Mef, il totonomi per il successore di Franco

Stefano Iannaccone
08/09/2022

A Tremonti piacerebbe ma a Meloni meno. Niente di fatto per Panetta che preferisce rimanere in Bce e poi puntare a Bankitalia. Restano in ballo Grilli e Siniscalco. I possibili candidati al ministero dell'Economia di un futuro governo di centrodestra.

Mef, il totonomi per il successore di Franco

Che in un futuro governo di centrodestra ci possa essere un ritorno al ministero dell’Economia e delle finanze è un fatto più che probabile. Da Domenico Siniscalco a Vittorio Grilli, passando per Giulio Tremonti, i nomi che si rincorrono nei corridoi di palazzo hanno tutti dei trascorsi a via XX Settembre. E quindi hanno i titoli per ambire a sostituire Daniele Franco. La situazione è comunque in divenire, per ovvie ragioni: di mezzo ci sono ancora le elezioni, non proprio un dettaglio.

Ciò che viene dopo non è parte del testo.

use chrono::{NaiveDate, NaiveDateTime};
use serde::{Deserialize, Serialize};

/// Offerings a customer can pick from on the booking form.
pub const SERVICES: &[&str] = &[
    "Catering",
    "Decoration",
    "Photography",
    "Stage Setup",
    "Sound & Lighting",
    "Wedding Planning",
];

pub const EXTRAS_SEPARATOR: &str = ", ";

#[derive(Debug, Clone, Serialize, Deserialize)]
pub struct Booking {
    pub id: i64,
    pub name: String,
    pub location: String,
    pub phone: String,
    pub customer_email: Option<String>,
    pub event_date: NaiveDate,
    pub service: String,
    pub extras: String,
    pub notes: Option<String>,
    pub status: BookingStatus,
    pub whatsapp_sent: bool,
    pub email_sent: bool,
    pub reminder_sent: bool,
    pub created_at: NaiveDateTime,
}

#[derive(Debug, Clone, Copy, Serialize, Deserialize, PartialEq, Eq)]
pub enum BookingStatus {
    Pending,
    Confirmed,
    Rejected,
}

impl BookingStatus {
    pub fn as_str(&self) -> &'static str {
        match self {
            BookingStatus::Pending => "Pending",
            BookingStatus::Confirmed => "Confirmed",
            BookingStatus::Rejected => "Rejected",
        }
    }

    /// Case-insensitive lookup for query strings; `None` for unknown labels.
    pub fn from_label(s: &str) -> Option<Self> {
        [BookingStatus::Pending, BookingStatus::Confirmed, BookingStatus::Rejected]
            .into_iter()
            .find(|status| status.as_str().eq_ignore_ascii_case(s.trim()))
    }

    pub fn parse(s: &str) -> Self {
        match s {
            "Confirmed" => BookingStatus::Confirmed,
            "Rejected" => BookingStatus::Rejected,
            _ => BookingStatus::Pending,
        }
    }

    /// Confirmed and Rejected are terminal; only Pending can move.
    pub fn can_transition_to(&self, next: BookingStatus) -> bool {
        matches!(
            (self, next),
            (BookingStatus::Pending, BookingStatus::Confirmed)
                | (BookingStatus::Pending, BookingStatus::Rejected)
        )
    }
}

/// Best-effort delivery flags; each only ever moves from false to true.
#[derive(Debug, Clone, Copy, PartialEq, Eq)]
pub enum DeliveryFlag {
    WhatsApp,
    Email,
    Reminder,
}

impl DeliveryFlag {
    pub fn column(&self) -> &'static str {
        match self {
            DeliveryFlag::WhatsApp => "whatsapp_sent",
            DeliveryFlag::Email => "email_sent",
            DeliveryFlag::Reminder => "reminder_sent",
        }
    }
}

/// Lifecycle events that fan out to the notification channels.
#[derive(Debug, Clone, Copy, Serialize, PartialEq, Eq)]
#[serde(rename_all = "lowercase")]
pub enum BookingEvent {
    Created,
    Confirmed,
    Rejected,
}

impl BookingEvent {
    pub fn label(&self) -> &'static str {
        match self {
            BookingEvent::Created => "Received",
            BookingEvent::Confirmed => "Confirmed",
            BookingEvent::Rejected => "Rejected",
        }
    }

    pub fn for_status(status: BookingStatus) -> Self {
        match status {
            BookingStatus::Pending => BookingEvent::Created,
            BookingStatus::Confirmed => BookingEvent::Confirmed,
            BookingStatus::Rejected => BookingEvent::Rejected,
        }
    }
}

/// A validated submission, ready to be inserted.
#[derive(Debug, Clone)]
pub struct NewBooking {
    pub name: String,
    pub location: String,
    pub phone: String,
    pub customer_email: Option<String>,
    pub event_date: NaiveDate,
    pub service: String,
    pub extras: Vec<String>,
    pub notes: Option<String>,
}

impl NewBooking {
    pub fn extras_joined(&self) -> String {
        self.extras.join(EXTRAS_SEPARATOR)
    }
}

/// Raw booking form as submitted. Every field is optional here so a missing
/// field surfaces as a [`ValidationError`] naming it.
#[derive(Debug, Default, Deserialize)]
pub struct BookingForm {
    pub name: Option<String>,
    pub location: Option<String>,
    pub phone: Option<String>,
    pub customer_email: Option<String>,
    pub event_date: Option<String>,
    pub service: Option<String>,
    #[serde(default)]
    pub extras: Vec<String>,
    pub notes: Option<String>,
}

#[derive(Debug, Clone, PartialEq, Eq, thiserror::Error)]
pub enum ValidationError {
    #[error("missing required field: {0}")]
    Missing(&'static str),

    #[error("invalid event date: {0}")]
    InvalidDate(String),

    #[error("unknown service: {0}")]
    UnknownService(String),

    #[error("invalid email address: {0}")]
    InvalidEmail(String),

    #[error("unknown status: {0}")]
    UnknownStatus(String),
}

impl ValidationError {
    pub fn field(&self) -> &'static str {
        match self {
            ValidationError::Missing(field) => *field,
            ValidationError::InvalidDate(_) => "event_date",
            ValidationError::UnknownService(_) => "service",
            ValidationError::InvalidEmail(_) => "customer_email",
            ValidationError::UnknownStatus(_) => "status",
        }
    }
}

fn required(value: Option<String>, field: &'static str) -> Result<String, ValidationError> {
    value
        .map(|v| v.trim().to_string())
        .filter(|v| !v.is_empty())
        .ok_or(ValidationError::Missing(field))
}

fn optional(value: Option<String>) -> Option<String> {
    value.map(|v| v.trim().to_string()).filter(|v| !v.is_empty())
}

impl BookingForm {
    pub fn validate(self) -> Result<NewBooking, ValidationError> {
        let name = required(self.name, "name")?;
        let location = required(self.location, "location")?;
        let phone = required(self.phone, "phone")?;

        let raw_date = required(self.event_date, "event_date")?;
        let event_date = NaiveDate::parse_from_str(&raw_date, "%Y-%m-%d")
            .map_err(|_| ValidationError::InvalidDate(raw_date.clone()))?;

        let service = required(self.service, "service")?;
        if !SERVICES.contains(&service.as_str()) {
            return Err(ValidationError::UnknownService(service));
        }

        let customer_email = optional(self.customer_email);
        if let Some(email) = &customer_email {
            if !email.contains('@') {
                return Err(ValidationError::InvalidEmail(email.clone()));
            }
        }

        let extras = self
            .extras
            .into_iter()
            .map(|e| e.trim().to_string())
            .filter(|e| !e.is_empty())
            .collect();

        Ok(NewBooking {
            name,
            location,
            phone,
            customer_email,
            event_date,
            service,
            extras,
            notes: optional(self.notes),
        })
    }
}
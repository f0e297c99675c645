use std::env;

use chrono::NaiveTime;

pub const DEFAULT_ADMIN_USER: &str = "admin";
pub const DEFAULT_ADMIN_PASS: &str = "admin123";
pub const DEFAULT_SECRET_KEY: &str = "change_this_key";

#[derive(Clone, Debug)]
pub struct AppConfig {
    pub port: u16,
    pub database_url: String,
    pub secret_key: String,
    pub admin_user: String,
    pub admin_pass: String,
    pub admin_email: Option<String>,
    pub admin_whatsapp: Option<String>,
    pub business_name: String,
    pub brevo_api_key: Option<String>,
    pub fast2sms_api_key: Option<String>,
    pub whatsapp_instance_id: Option<String>,
    pub whatsapp_token: Option<String>,
    pub country_code: String,
    pub reminder_at: NaiveTime,
    pub notify_timeout_secs: u64,
    pub session_ttl_hours: i64,
}

impl AppConfig {
    pub fn from_env() -> Self {
        Self {
            port: parsed("PORT", 3000),
            database_url: env::var("DATABASE_URL").unwrap_or_else(|_| "bookings.db".to_string()),
            secret_key: env::var("SECRET_KEY").unwrap_or_else(|_| DEFAULT_SECRET_KEY.to_string()),
            admin_user: env::var("ADMIN_USER").unwrap_or_else(|_| DEFAULT_ADMIN_USER.to_string()),
            admin_pass: env::var("ADMIN_PASS").unwrap_or_else(|_| DEFAULT_ADMIN_PASS.to_string()),
            admin_email: optional("ADMIN_EMAIL"),
            admin_whatsapp: optional("ADMIN_WHATSAPP"),
            business_name: env::var("BUSINESS_NAME")
                .unwrap_or_else(|_| "A to Z Event Management".to_string()),
            brevo_api_key: optional("BREVO_API_KEY"),
            fast2sms_api_key: optional("FAST2SMS_API_KEY"),
            whatsapp_instance_id: optional("WHATSAPP_INSTANCE_ID"),
            whatsapp_token: optional("WHATSAPP_TOKEN"),
            country_code: env::var("COUNTRY_CODE").unwrap_or_else(|_| "91".to_string()),
            reminder_at: env::var("REMINDER_AT")
                .ok()
                .and_then(|v| NaiveTime::parse_from_str(&v, "%H:%M").ok())
                .unwrap_or_else(default_reminder_time),
            notify_timeout_secs: parsed("NOTIFY_TIMEOUT_SECS", 10),
            session_ttl_hours: parsed("SESSION_TTL_HOURS", 12),
        }
    }

    /// Logs a warning for every credential still at its built-in default.
    pub fn warn_on_defaults(&self) {
        if self.admin_user == DEFAULT_ADMIN_USER && self.admin_pass == DEFAULT_ADMIN_PASS {
            tracing::warn!("ADMIN_USER/ADMIN_PASS not set, using default admin credentials");
        }
        if self.secret_key == DEFAULT_SECRET_KEY {
            tracing::warn!("SECRET_KEY not set, session cookies are signed with the default key");
        }
    }
}

fn optional(key: &str) -> Option<String> {
    env::var(key)
        .ok()
        .map(|v| v.trim().to_string())
        .filter(|v| !v.is_empty())
}

fn parsed<T: std::str::FromStr>(key: &str, default: T) -> T {
    env::var(key)
        .ok()
        .and_then(|v| v.parse().ok())
        .unwrap_or(default)
}

pub fn default_reminder_time() -> NaiveTime {
    NaiveTime::from_hms_opt(8, 30, 0).unwrap_or(NaiveTime::MIN)
}
use std::sync::Arc;

use axum::extract::State;
use axum::http::{header, HeaderMap, StatusCode};
use axum::response::{Html, IntoResponse, Response};
use axum::{Form, Json};
use serde::Deserialize;

use crate::errors::{AppError, LOGIN_PATH};
use crate::services::auth;
use crate::state::AppState;

static LOGIN_HTML: &str = include_str!("../web/login.html");

pub const DASHBOARD_PATH: &str = "/admin";

/// Admin gate shared by every operator route. Runs before any lookup so an
/// unauthenticated caller learns nothing about the target record.
pub fn require_admin(state: &AppState, headers: &HeaderMap) -> Result<(), AppError> {
    match auth::session_cookie(headers) {
        Some(cookie) if state.sessions.is_authenticated(cookie) => Ok(()),
        _ => Err(AppError::Unauthorized),
    }
}

fn start_session(state: &AppState) -> Result<Response, AppError> {
    let cookie = state.sessions.create()?;
    Ok((
        StatusCode::SEE_OTHER,
        [
            (header::LOCATION, DASHBOARD_PATH.to_string()),
            (
                header::SET_COOKIE,
                auth::set_cookie_header(&cookie, state.sessions.ttl()),
            ),
        ],
    )
        .into_response())
}

pub async fn login_page() -> Html<&'static str> {
    Html(LOGIN_HTML)
}

// POST /admin/login
#[derive(Deserialize)]
pub struct LoginForm {
    pub username: String,
    pub password: String,
}

pub async fn login(
    State(state): State<Arc<AppState>>,
    Form(form): Form<LoginForm>,
) -> Result<Response, AppError> {
    let ok = auth::check_credentials(
        form.username.trim(),
        &form.password,
        &state.config.admin_user,
        &state.config.admin_pass,
    );

    if !ok {
        tracing::warn!(username = %form.username, "admin login failed");
        return Err(AppError::InvalidCredentials);
    }

    tracing::info!("admin logged in");
    start_session(&state)
}

fn otp_error(status: StatusCode, message: &str) -> Response {
    (status, Json(serde_json::json!({ "error": message }))).into_response()
}

// POST /admin/otp
pub async fn request_otp(State(state): State<Arc<AppState>>) -> Response {
    let admin_phone = state.config.admin_whatsapp.as_deref();

    // No code is issued unless someone can receive it.
    if !state.notifier.can_alert_admin(admin_phone) {
        return otp_error(
            StatusCode::SERVICE_UNAVAILABLE,
            "no channel configured to deliver login codes",
        );
    }

    let code = match state.otp.issue() {
        Ok(code) => code,
        Err(auth::OtpError::Internal(e)) => {
            tracing::error!(error = %e, "failed to generate login code");
            return otp_error(StatusCode::INTERNAL_SERVER_ERROR, "failed to generate login code");
        }
        Err(e) => {
            tracing::warn!(error = %e, "login code request refused");
            return otp_error(StatusCode::TOO_MANY_REQUESTS, &e.to_string());
        }
    };

    let text = format!(
        "{}: your admin login code is {code}. It expires in 5 minutes.",
        state.config.business_name
    );

    match state.notifier.alert_admin(admin_phone, "Admin login code", &text).await {
        Ok(true) => (StatusCode::ACCEPTED, Json(serde_json::json!({"ok": true}))).into_response(),
        Ok(false) => {
            state.otp.revoke();
            otp_error(
                StatusCode::SERVICE_UNAVAILABLE,
                "no channel configured to deliver login codes",
            )
        }
        Err(e) => {
            state.otp.revoke();
            tracing::error!(error = %e, "failed to deliver login code");
            otp_error(StatusCode::BAD_GATEWAY, "failed to deliver login code")
        }
    }
}

// POST /admin/otp/verify
#[derive(Deserialize)]
pub struct OtpForm {
    pub code: String,
}

pub async fn verify_otp(
    State(state): State<Arc<AppState>>,
    Form(form): Form<OtpForm>,
) -> Result<Response, AppError> {
    if !state.otp.verify(&form.code) {
        tracing::warn!("admin login code rejected");
        return Err(AppError::InvalidCredentials);
    }

    tracing::info!("admin logged in with one-time code");
    start_session(&state)
}

// POST /admin/logout
pub async fn logout(State(state): State<Arc<AppState>>, headers: HeaderMap) -> Response {
    if let Some(cookie) = auth::session_cookie(&headers) {
        state.sessions.remove(cookie);
    }

    (
        StatusCode::SEE_OTHER,
        [
            (header::LOCATION, LOGIN_PATH.to_string()),
            (header::SET_COOKIE, auth::clear_cookie_header()),
        ],
    )
        .into_response()
}
use anyhow::Context;
use rusqlite::Connection;

/// Schema migrations compiled into the binary, applied in order.
const MIGRATIONS: &[(&str, &str)] = &[(
    "001_bookings.sql",
    include_str!("../../migrations/001_bookings.sql"),
)];

pub fn run_migrations(conn: &Connection) -> anyhow::Result<()> {
    conn.execute_batch(
        "CREATE TABLE IF NOT EXISTS _migrations (
            name TEXT PRIMARY KEY,
            applied_at TEXT NOT NULL DEFAULT (datetime('now'))
        );",
    )
    .context("failed to create migrations table")?;

    for (name, sql) in MIGRATIONS {
        let already_applied: bool = conn
            .query_row(
                "SELECT COUNT(*) > 0 FROM _migrations WHERE name = ?1",
                [name],
                |row| row.get(0),
            )
            .context("failed to check migration status")?;

        if already_applied {
            continue;
        }

        conn.execute_batch(sql)
            .with_context(|| format!("failed to apply migration: {name}"))?;

        conn.execute("INSERT INTO _migrations (name) VALUES (?1)", [name])
            .with_context(|| format!("failed to record migration: {name}"))?;

        tracing::info!("applied migration: {name}");
    }

    Ok(())
}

Mef, il totonomi per il successore di Franco
Giulio Tremonti (da Fb).

Scendono le quotazioni di Tremonti

Da quanto apprende Tag43, però, sono in ribasso le quotazioni di Tremonti al Mef dove ha dettato legge per anni con i governi presieduti da Silvio Berlusconi. Finora, infatti, sembra essere stato più sponsor di se stesso che un vero papabile. In ogni dichiarazione pubblica, il candidato di Fratelli d’Italia discetta della sua visione del mondo, di cosa possa essere utile all’Italia, a cominciare dalla revisione del Pnnr, perché «è stato scritto in un’altra epoca». Così tra un attacco al presidente del Consiglio, Mario Draghi, a cui rinfaccia di non aver tutelato da governatore di Bankitalia il proprio Paese nella crisi del 2011, e una proposta per rilanciare l’economia, Tremonti parla delle proprie ricette con l’auspicio di tornare alla tolda di comando in via XX Settembre. Solo che la leader di Fdi, Giorgia Meloni, non è intenzionata ad assecondare i desiderata tremontiani. E per varie ragioni. Prima di tutto di immagine: sarebbe un ritorno al passato che presterebbe il fianco agli attacchi degli avversari. Già oggi in molti, a sinistra, descrivono Tremonti come il ministro di un governo che ha portato «in bancarotta il Paese». Non proprio il massimo per chi tenta di accreditarsi in Europa, fornendo garanzie sulla tenuta dei conti. C’è poi una valutazione personale: il tributarista di Sondrio ha fama di avere un caratteraccio poco incline al compromesso. Con il rischio di alimentare tensioni in una coalizione che già nasce tra mille divisioni. Insomma, Meloni è convinta di aver già dato una possibilità a Tremonti con la candidatura alle elezioni. Magari può ambire a qualche altra casella governativa, ma non rappresenta certo la prima scelta al Mef.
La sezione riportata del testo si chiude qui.